Looking back to the “before times”—meaning before the middle of March 2020—we were all quite naïve about liberty, technology, the mob, and the state. Most of us had no idea what was possible and that the dystopia in movies could become real in our times, and so suddenly. The intellectual parlor games were over; the fight spilled over from the classrooms to the streets.
It’s even difficult for me to recreate the thinking behind my exuberant confidence that we faced a future of peace and progress forever, times when I could not conceive of circumstances that would disable the whole trajectory. I was previously sure that the state as we know it was melting away bit by bit.
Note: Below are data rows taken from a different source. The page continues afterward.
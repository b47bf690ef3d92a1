//! # mw-chain
//!
//! An in-memory chain implementing the blockchain facade: tip tracking,
//! block acceptance against the parent (timestamps, accumulated
//! difficulty, retarget floor, kernel sums) and locator-driven header
//! serving, over a pluggable block store.

mod chain;
pub mod genesis;
mod store;

pub use chain::{Chain, ChainOptions};
pub use store::{BlockId, ChainStore, MemoryStore};
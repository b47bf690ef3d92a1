//! The peers pool: peer table, bans, connection budget and propagation.
//!
//! Lock order is peers_table, then connected, then banned. Each peer's
//! own info mutex nests innermost.

use crate::handshake::NonceRing;
use crate::peer::{MessageHandler, Peer};
use crate::{ChainSummary, NetConfig, NetworkError, NetworkResult};
use mw_consensus::{Block, Capabilities, Difficulty, MAX_PEER_ADDRS, ZERO_DIFFICULTY};
use parking_lot::Mutex;
use std::collections::{HashMap, HashSet};
use std::net::SocketAddr;
use std::sync::Arc;
use std::time::{Duration, SystemTime};
use tokio::net::TcpStream;
use tokio::sync::{watch, Semaphore};
use tracing::{debug, error, info, warn};

/// Maximum number of live connections.
pub const MAX_ONLINE_CONNECTIONS: usize = 15;

/// Maximum number of addresses kept in the peer table.
pub const MAX_PEERS_TABLE_SIZE: usize = 10_000;

/// Pause between connection attempts in the scheduling loop.
const CONNECT_PACE: Duration = Duration::from_secs(1);

/// Lifecycle of a known peer address.
#[derive(Debug, Clone, Copy, PartialEq, Eq)]
pub enum PeerStatus {
    /// Discovered but never contacted.
    New,
    /// Handshake completed, connection live.
    Connected,
    /// Banned for a consensus or protocol violation.
    Banned,
    /// Cleanly disconnected, may be retried.
    Disconnected,
    /// Last connection attempt failed, retried as a fallback.
    FailedConn,
}

/// Everything we know about a peer address.
#[derive(Debug)]
pub struct PeerInfo {
    /// Lifecycle status.
    pub status: PeerStatus,
    /// Handle to the live connection, when connected: a cheap clone of
    /// the send queue and shutdown signal. The connection tasks own the
    /// socket.
    pub peer: Option<Arc<Peer>>,
    /// Protocol version from the handshake.
    pub protocol_version: u32,
    /// Capabilities from the handshake.
    pub capabilities: Capabilities,
    /// Best known height.
    pub height: u64,
    /// Best known total difficulty.
    pub total_difficulty: Difficulty,
    /// Software name and version.
    pub user_agent: String,
    /// When we last held a connection to this address.
    pub last_conn: SystemTime,
}

impl PeerInfo {
    fn new() -> Self {
        Self {
            status: PeerStatus::New,
            peer: None,
            protocol_version: 0,
            capabilities: Capabilities::UNKNOWN,
            height: 0,
            total_difficulty: ZERO_DIFFICULTY,
            user_agent: String::new(),
            last_conn: SystemTime::UNIX_EPOCH,
        }
    }
}

/// Shared handle to one peer's info.
pub type PeerEntry = Arc<Mutex<PeerInfo>>;

/// Controls connections with peers.
pub struct PeersPool {
    config: NetConfig,
    chain: Arc<dyn ChainSummary>,

    peers_table: Mutex<HashMap<String, PeerEntry>>,
    connected: Mutex<HashMap<String, PeerEntry>>,
    banned: Mutex<HashSet<String>>,

    slots: Arc<Semaphore>,
    nonces: Mutex<NonceRing>,
    quit_tx: watch::Sender<bool>,
}

impl PeersPool {
    /// Create a pool over the given chain state source.
    pub fn new(config: NetConfig, chain: Arc<dyn ChainSummary>) -> Arc<Self> {
        let (quit_tx, _) = watch::channel(false);

        Arc::new(Self {
            config,
            chain,
            peers_table: Mutex::new(HashMap::new()),
            connected: Mutex::new(HashMap::new()),
            banned: Mutex::new(HashSet::new()),
            slots: Arc::new(Semaphore::new(MAX_ONLINE_CONNECTIONS)),
            nonces: Mutex::new(NonceRing::default()),
            quit_tx,
        })
    }

    /// Add a peer address to the table. Malformed, multicast and
    /// port-zero addresses are dropped, as is anything beyond the table
    /// size cap. Known addresses are left untouched.
    pub fn add(&self, addr: &str) {
        let socket_addr: SocketAddr = match addr.parse() {
            Ok(a) => a,
            Err(_) => return,
        };

        if socket_addr.ip().is_multicast() || socket_addr.port() == 0 {
            return;
        }

        let mut table = self.peers_table.lock();
        if table.len() >= MAX_PEERS_TABLE_SIZE {
            return;
        }
        if table.contains_key(addr) {
            return;
        }

        table.insert(addr.to_string(), Arc::new(Mutex::new(PeerInfo::new())));
    }

    /// Live peer addresses whose capabilities contain `capabilities`,
    /// skipping banned and failed peers, up to the wire maximum.
    pub fn peers(&self, capabilities: Capabilities) -> Vec<SocketAddr> {
        let table = self.peers_table.lock();

        let mut addrs = Vec::new();
        for (addr, entry) in table.iter() {
            let info = entry.lock();
            if matches!(info.status, PeerStatus::Banned | PeerStatus::FailedConn) {
                continue;
            }
            if !info.capabilities.contains(capabilities) {
                continue;
            }
            drop(info);

            if let Ok(socket_addr) = addr.parse() {
                addrs.push(socket_addr);
            }
            if addrs.len() == MAX_PEER_ADDRS {
                break;
            }
        }

        addrs
    }

    /// Look up a peer entry.
    pub fn peer_info(&self, addr: &str) -> Option<PeerEntry> {
        self.peers_table.lock().get(addr).cloned()
    }

    /// Number of live connections.
    pub fn connected_count(&self) -> usize {
        self.connected.lock().len()
    }

    /// Whether `addr` is banned.
    pub fn is_banned(&self, addr: &str) -> bool {
        self.banned.lock().contains(addr)
    }

    /// Ban a peer: mark it, record the address in the ban set, drop it
    /// from both tables and close the connection.
    pub fn ban(&self, addr: &str) {
        let entry = self.peers_table.lock().remove(addr);
        let Some(entry) = entry else { return };

        let peer = {
            let mut info = entry.lock();
            info.status = PeerStatus::Banned;
            info.peer.take()
        };

        self.connected.lock().remove(addr);
        self.banned.lock().insert(addr.to_string());

        if let Some(peer) = peer {
            peer.close("banned");
        }

        warn!(addr, "banned peer");
    }

    /// Send `block` to every connected peer that is behind it, without
    /// blocking the caller on any queue.
    pub fn propagate_block(&self, block: &Block) {
        let entries: Vec<(String, PeerEntry)> = self
            .connected
            .lock()
            .iter()
            .map(|(a, e)| (a.clone(), e.clone()))
            .collect();

        for (addr, entry) in entries {
            let (behind, peer) = {
                let info = entry.lock();
                let behind = info.height < block.header.height
                    || info.total_difficulty < block.header.total_difficulty;
                (behind, info.peer.clone())
            };

            if !behind {
                continue;
            }
            let Some(peer) = peer else { continue };

            let block = block.clone();
            tokio::spawn(async move {
                debug!(addr = %addr, height = block.header.height, "propagating block");
                peer.send_block(block).await;
            });
        }
    }

    /// Snapshot of the connected peers.
    pub fn connected_entries(&self) -> Vec<(String, PeerEntry)> {
        self.connected
            .lock()
            .iter()
            .map(|(addr, entry)| (addr.clone(), entry.clone()))
            .collect()
    }

    /// The scheduling loop: while the budget permits, pick an address
    /// worth contacting and connect to it. Runs until [`stop`].
    ///
    /// [`stop`]: PeersPool::stop
    pub async fn run(self: Arc<Self>, handler: Arc<dyn MessageHandler>) {
        let mut quit_rx = self.quit_tx.subscribe();

        loop {
            let permit = tokio::select! {
                _ = quit_rx.changed() => break,
                permit = self.slots.clone().acquire_owned() => {
                    permit.expect("slot semaphore never closes")
                }
            };

            match self.not_connected() {
                Some(addr) => {
                    if let Err(e) = self.clone().connect_peer(&addr, permit, handler.clone()).await
                    {
                        error!(addr = %addr, error = %e, "connection failed");
                    }
                }
                None => drop(permit),
            }

            tokio::select! {
                _ = quit_rx.changed() => break,
                _ = tokio::time::sleep(CONNECT_PACE) => {}
            }
        }

        self.close_all();
    }

    /// Signal the scheduling loop to stop and close every connection.
    pub fn stop(&self) {
        let _ = self.quit_tx.send(true);
    }

    fn close_all(&self) {
        let table = self.peers_table.lock();
        for entry in table.values() {
            let mut info = entry.lock();
            if let Some(peer) = info.peer.take() {
                peer.close("pool shutting down");
            }
            if info.status == PeerStatus::Connected {
                info.status = PeerStatus::Disconnected;
            }
        }
        drop(table);

        self.connected.lock().clear();
    }

    /// Pick an address worth contacting: fresh or cleanly disconnected
    /// peers first, previously failed ones as a fallback.
    fn not_connected(&self) -> Option<String> {
        let table = self.peers_table.lock();

        for (addr, entry) in table.iter() {
            let status = entry.lock().status;
            if matches!(status, PeerStatus::New | PeerStatus::Disconnected) {
                return Some(addr.clone());
            }
        }

        for (addr, entry) in table.iter() {
            if entry.lock().status == PeerStatus::FailedConn {
                return Some(addr.clone());
            }
        }

        None
    }

    async fn connect_peer(
        self: Arc<Self>,
        addr: &str,
        permit: tokio::sync::OwnedSemaphorePermit,
        handler: Arc<dyn MessageHandler>,
    ) -> NetworkResult<()> {
        let entry = self
            .peer_info(addr)
            .ok_or_else(|| NetworkError::PeerNotFound(addr.to_string()))?;

        {
            let info = entry.lock();
            if matches!(info.status, PeerStatus::Banned | PeerStatus::Connected) {
                debug!(addr, "not connecting to banned or already connected peer");
                return Ok(());
            }
        }

        let socket_addr: SocketAddr = addr
            .parse()
            .map_err(|_| NetworkError::PeerNotFound(addr.to_string()))?;

        let nonce = self.nonces.lock().next_nonce();
        let peer = match Peer::connect(
            socket_addr,
            &self.config,
            self.chain.total_difficulty(),
            nonce,
            handler,
        )
        .await
        {
            Ok(peer) => peer,
            Err(e) => {
                entry.lock().status = PeerStatus::FailedConn;
                return Err(e);
            }
        };

        self.register(addr, &entry, peer.clone());

        // First words after the handshake.
        peer.send_ping(self.chain.total_difficulty(), self.chain.height())
            .await;
        peer.send_peer_request(Capabilities::FULL_NODE).await;

        // Return the slot and update the tables once the peer goes away.
        let pool = self.clone();
        let addr = addr.to_string();
        tokio::spawn(async move {
            peer.wait_for_disconnect().await;
            info!(addr = %addr, "closed peer connection");

            {
                let mut info = entry.lock();
                if info.status != PeerStatus::Banned {
                    info.status = PeerStatus::Disconnected;
                }
                info.peer = None;
            }
            pool.connected.lock().remove(&addr);

            drop(permit);
        });

        Ok(())
    }

    /// Register an inbound connection accepted by the listener.
    pub async fn accept(
        self: &Arc<Self>,
        stream: TcpStream,
        addr: SocketAddr,
        handler: Arc<dyn MessageHandler>,
    ) -> NetworkResult<Arc<Peer>> {
        let key = addr.to_string();
        if self.is_banned(&key) {
            return Err(NetworkError::PeerNotFound(key));
        }

        let Ok(permit) = self.slots.clone().try_acquire_owned() else {
            return Err(NetworkError::ConnectionClosed);
        };

        let peer = Peer::accept(
            stream,
            addr,
            &self.config,
            self.chain.total_difficulty(),
            &self.nonces,
            handler,
        )
        .await?;

        self.add(&key);
        let entry = self
            .peer_info(&key)
            .ok_or_else(|| NetworkError::PeerNotFound(key.clone()))?;
        self.register(&key, &entry, peer.clone());

        let pool = self.clone();
        let watcher_entry = entry.clone();
        let watcher_peer = peer.clone();
        tokio::spawn(async move {
            watcher_peer.wait_for_disconnect().await;

            {
                let mut info = watcher_entry.lock();
                if info.status != PeerStatus::Banned {
                    info.status = PeerStatus::Disconnected;
                }
                info.peer = None;
            }
            pool.connected.lock().remove(&watcher_peer.addr().to_string());

            drop(permit);
        });

        Ok(peer)
    }

    fn register(&self, addr: &str, entry: &PeerEntry, peer: Arc<Peer>) {
        {
            let mut info = entry.lock();
            let shake = peer.handshake();
            info.status = PeerStatus::Connected;
            info.protocol_version = shake.version;
            info.capabilities = shake.capabilities;
            info.total_difficulty = shake.total_difficulty;
            info.user_agent = shake.user_agent.clone();
            info.peer = Some(peer);
            info.last_conn = SystemTime::now();
        }

        self.connected
            .lock()
            .insert(addr.to_string(), entry.clone());
    }
}
use powder_core::{BodyId, ColliderId, Vec3};

/// One candidate surface under a downward sphere cast.
#[derive(Copy, Clone, Debug, PartialEq)]
pub struct GroundHit {
    pub point: Vec3,
    pub normal: Vec3,
    /// Distance travelled by the sphere before touching; 0 when it started in contact.
    pub distance: f32,
    /// Body owning the surface, `None` for static scenery.
    pub owner: Option<BodyId>,
    /// Stable ordering key for tie-breaks.
    pub index: usize,
}

/// Downward shape queries against whatever the rider slides on.
pub trait GroundProbe {
    /// Push every surface hit by a sphere of `radius` cast from `origin` straight down by up to
    /// `max_dist`. Self-rejection is the caller's job; report everything.
    fn cast_down(&self, origin: Vec3, radius: f32, max_dist: f32, out: &mut Vec<GroundHit>);

    /// Highest supporting surface height under `p` (ignoring surfaces owned by `ignore`) whose
    /// top is no higher than `p.y + step_up`, with its normal.
    fn surface_below(&self, p: Vec3, step_up: f32, ignore: BodyId) -> Option<(f32, Vec3)>;
}

/// Overlap with an obstacle-category collider.
#[derive(Copy, Clone, Debug, PartialEq)]
pub struct ObstacleContact {
    pub id: ColliderId,
    /// Closest point on the obstacle to the query center.
    pub point: Vec3,
}

pub trait ObstacleQuery {
    fn overlapping_obstacles(&self, center: Vec3, radius: f32, out: &mut Vec<ObstacleContact>);
}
Looking back, I had become like a Victorian-style Whig who never dreamed that the Great War could happen. To be sure, I might have been correct in my empirical observation that public institutions were losing credibility and had been for thirty years. And yet it is for this very reason that some major fear campaign was likely to come along to disrupt the trajectory. It had not occurred to me that it would succeed so marvelously.
The experience has changed all of us, making us more aware of the depth of the crisis and teaching us lessons we can only wish we did not have to learn.
#1 The Role of Information
My previous naivete, I think, was due to my confidence in information flows from my study of history. Every despotism of the past was marked by lack of access to truth. For example, how is it that the world believed that Stalin, Mussolini, and Hitler were men of peace and could be skillfully managed via diplomatic relations? Why did people believe the reports emanating from The New York Times that there was no famine in Ukraine, that Mussolini had cracked the code to efficient economic planning, and that Hitler was over-the-top but essentially harmless?
My previous view has been that we did not know better because we did not have access to accurate reports. The same could be said about other egregious incidences of despotism from history. Humanity wallowed in darkness. The Internet fixes that, or so we (I) believed.
That turned out to be wrong. The speed and abundance of information actually amplified error. At the height of the pandemic response, anyone could have looked up the demographics of risk, the failings of PCR and masks, the history and significance of natural immunity, the absurdities of plexiglass and capacity restrictions, the utter futility of travel limits and curfews, the pointless brutality of school closures. It was all there, not just on random blogs but also in the scholarly literature.
But the existence of correct information was nowhere near enough. It turns out (and this is perhaps obvious now) that it is not the information availability as such that matters but people’s capacity to make sound judgments about that information. That is what was lacking all along.
Localized fear, parochial germophobia, general innumeracy, superstitious trust in talismans, meaningless ritualism, and population-wide ignorance of the achievements of cell biology overrode rational argumentation and rigorous science. It turns out that floods of information, even when it includes that which is accurate, is not enough to overcome weak judgment, a lack of wisdom, and moral cowardice.